Control and validation of user imput. XSS, SQL Injenction, valid email format, undesired or not printable characters, etc
Domain rules: Already UserId (email) exist in the system?
Instrumentation: Trancing, logging, monitoring performance, diagnosing errors.
Test: Unit test, Integration Test.
Tests!
Only way to make sure the implementation behaves as it is supposed to and that with future upgrades the implementation does not change. All the rests (error handling, timeouts, ect) will be covered by the tests.
You are depending on a 3rd party service == expect AND handle all manner or problems that are unexpected.
Unit tests, unit tests and unit tests! The first clue is that first piece of code -> it's an interface :)

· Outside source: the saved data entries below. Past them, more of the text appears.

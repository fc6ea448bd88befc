use std::collections::BTreeMap;

use serde::{Deserialize, Serialize};
use serde_json::Value;

use crate::Error;

/// Attribute section holding the group settings.
pub const GROUP_SECTION: &str = "group";
/// Ordered list of member store names.
pub const GROUP_MEMBERS_KEY: &str = "members";
/// Name of the placement policy.
pub const GROUP_FILL_POLICY_KEY: &str = "fillPolicy";

/// The persisted configuration of a blob store.
///
/// Attributes are grouped in sections, e.g. `group.members` lives under
/// `attributes["group"]["members"]`.
#[derive(Clone, Debug, Default, PartialEq, Serialize, Deserialize)]
pub struct BlobStoreConfiguration {
    pub name: String,
    #[serde(rename = "type")]
    pub type_name: String,
    #[serde(default)]
    pub attributes: BTreeMap<String, BTreeMap<String, Value>>,
}

impl BlobStoreConfiguration {
    pub fn new(name: impl Into<String>, type_name: impl Into<String>) -> Self {
        Self {
            name: name.into(),
            type_name: type_name.into(),
            attributes: BTreeMap::new(),
        }
    }

    pub fn with_attribute(
        mut self,
        section: impl Into<String>,
        key: impl Into<String>,
        value: impl Into<Value>,
    ) -> Self {
        self.attributes
            .entry(section.into())
            .or_default()
            .insert(key.into(), value.into());
        self
    }

    pub fn attribute(&self, section: &str, key: &str) -> Option<&Value> {
        self.attributes.get(section).and_then(|s| s.get(key))
    }
}

/// The group settings parsed from a [BlobStoreConfiguration].
#[derive(Clone, Debug, PartialEq, Eq)]
pub struct GroupConfiguration {
    pub members: Vec<String>,
    /// None if unset, the group then uses the default policy.
    pub fill_policy: Option<String>,
}

impl TryFrom<&BlobStoreConfiguration> for GroupConfiguration {
    type Error = Error;

    fn try_from(config: &BlobStoreConfiguration) -> Result<Self, Self::Error> {
        let members = match config.attribute(GROUP_SECTION, GROUP_MEMBERS_KEY) {
            None | Some(Value::Null) => vec![],
            Some(Value::Array(names)) => names
                .iter()
                .map(|v| match v {
                    Value::String(name) if !name.is_empty() => Ok(name.clone()),
                    other => Err(Error::InvalidRequest(format!(
                        "{}: invalid member name {}",
                        config.name, other
                    ))),
                })
                .collect::<Result<Vec<_>, _>>()?,
            Some(other) => {
                return Err(Error::InvalidRequest(format!(
                    "{}: {}.{} must be a list, got {}",
                    config.name, GROUP_SECTION, GROUP_MEMBERS_KEY, other
                )))
            }
        };

        for (i, name) in members.iter().enumerate() {
            if *name == config.name {
                return Err(Error::InvalidRequest(format!(
                    "{}: a group cannot be its own member",
                    config.name
                )));
            }
            if members[..i].contains(name) {
                return Err(Error::InvalidRequest(format!(
                    "{}: duplicate member {}",
                    config.name, name
                )));
            }
        }

        let fill_policy = match config.attribute(GROUP_SECTION, GROUP_FILL_POLICY_KEY) {
            None | Some(Value::Null) => None,
            Some(Value::String(name)) => Some(name.clone()),
            Some(other) => {
                return Err(Error::InvalidRequest(format!(
                    "{}: {}.{} must be a string, got {}",
                    config.name, GROUP_SECTION, GROUP_FILL_POLICY_KEY, other
                )))
            }
        };

        Ok(Self {
            members,
            fill_policy,
        })
    }
}
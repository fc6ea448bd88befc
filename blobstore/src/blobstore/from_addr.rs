use std::sync::Arc;

use url::Url;

use super::BlobStore;
use crate::composition::{
    with_registry, CompositionContext, DeserializeWithRegistry, ServiceBuilder, REG,
};
use crate::Error;

/// Constructs a new instance of a [BlobStore] from an URI.
///
/// The following schemes are supported:
/// - `memory://` ([super::MemoryBlobStore])
/// - `filesystem:///absolute/path` ([super::SimpleFilesystemBlobStore])
///
/// Groups refer to other named stores, so they can only be built from a
/// composition, see [crate::composition].
pub async fn from_addr(uri: &str) -> Result<Arc<dyn BlobStore>, Error> {
    let url =
        Url::parse(uri).map_err(|e| Error::StorageError(format!("unable to parse url: {}", e)))?;

    let config = with_registry(&REG, || {
        DeserializeWithRegistry::<Box<dyn ServiceBuilder<Output = dyn BlobStore>>>::try_from(url)
    })
    .map_err(|e| Error::StorageError(e.to_string()))?;

    config
        .0
        .build("anonymous", &CompositionContext::blank())
        .await
        .map_err(|e| Error::StorageError(e.to_string()))
}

Start with the happy path. Fine, 1 test down. Now - tests for all the crap that occurs when u suddenly leave localhost.
For me, the interview test is about how the candidate thinks with respect to possible scenario's that could occur.
** Is the candidate is a lateral thinker?
In the famous words of the Boy Scouts Motto: BE PREPARED.
I think one thing you would be looking for is does candidate read your blog? :) http://ayende.com/blog/159457/design-patterns-in-the-test-of-time-adapter
Other interesting programming related concepts are do they retry authentication when GetUser is unsuccessful(assuming the password hash matching wasn't the issue), do they have a strategy for retries, how long should you wait before telling the user that there might want to try again, or try again at a later time. There is probably only so much time the user would wait before leaving the app with a bad taste in their mouth, without an explanation of what to do or what is happening. Do you tell the user the status, like a service is unavailable? It is an interesting problem that most of us probably don't think about when writing 3rd party authentication code.
I think what is looked for here is how to solve the performance issue without letting the user experience suffer. The way I would solve this would be by sending a command object to a message queue, then handling the command in a command handler by pulling the message off the queue, calling the IUserService, then notifying the user when the account is created (so they activate their account). That way, the user doesn't have a slow user experience, and user (error handling, retries) logic is encapsulated in another part of our code.